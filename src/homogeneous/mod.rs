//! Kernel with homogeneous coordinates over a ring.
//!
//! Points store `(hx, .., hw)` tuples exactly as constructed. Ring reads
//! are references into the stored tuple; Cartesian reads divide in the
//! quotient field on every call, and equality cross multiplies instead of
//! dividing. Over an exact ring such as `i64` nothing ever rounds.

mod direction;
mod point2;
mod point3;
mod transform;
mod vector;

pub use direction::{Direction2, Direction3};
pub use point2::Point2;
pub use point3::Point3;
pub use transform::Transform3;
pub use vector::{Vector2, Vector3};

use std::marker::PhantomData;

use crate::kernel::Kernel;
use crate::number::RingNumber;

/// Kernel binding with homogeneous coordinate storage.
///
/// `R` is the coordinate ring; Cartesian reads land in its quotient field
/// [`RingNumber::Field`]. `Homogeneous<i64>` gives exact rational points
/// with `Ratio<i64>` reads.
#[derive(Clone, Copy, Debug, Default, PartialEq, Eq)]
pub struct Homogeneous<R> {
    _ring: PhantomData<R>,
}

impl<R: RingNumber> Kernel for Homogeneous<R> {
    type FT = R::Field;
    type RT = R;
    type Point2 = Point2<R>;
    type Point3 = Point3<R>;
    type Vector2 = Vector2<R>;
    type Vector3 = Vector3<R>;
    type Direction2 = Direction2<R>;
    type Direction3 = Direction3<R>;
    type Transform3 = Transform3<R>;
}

▸ **Task item**: Each line, starting with the one containing "type Vector2 = Vector2<R>;" and ending with the last line of the records above, should be reproduced exactly.

▸ **Written reply**:
    type Vector2 = Vector2<R>;
    type Vector3 = Vector3<R>;
    type Direction2 = Direction2<R>;
    type Direction3 = Direction3<R>;
    type Transform3 = Transform3<R>;
}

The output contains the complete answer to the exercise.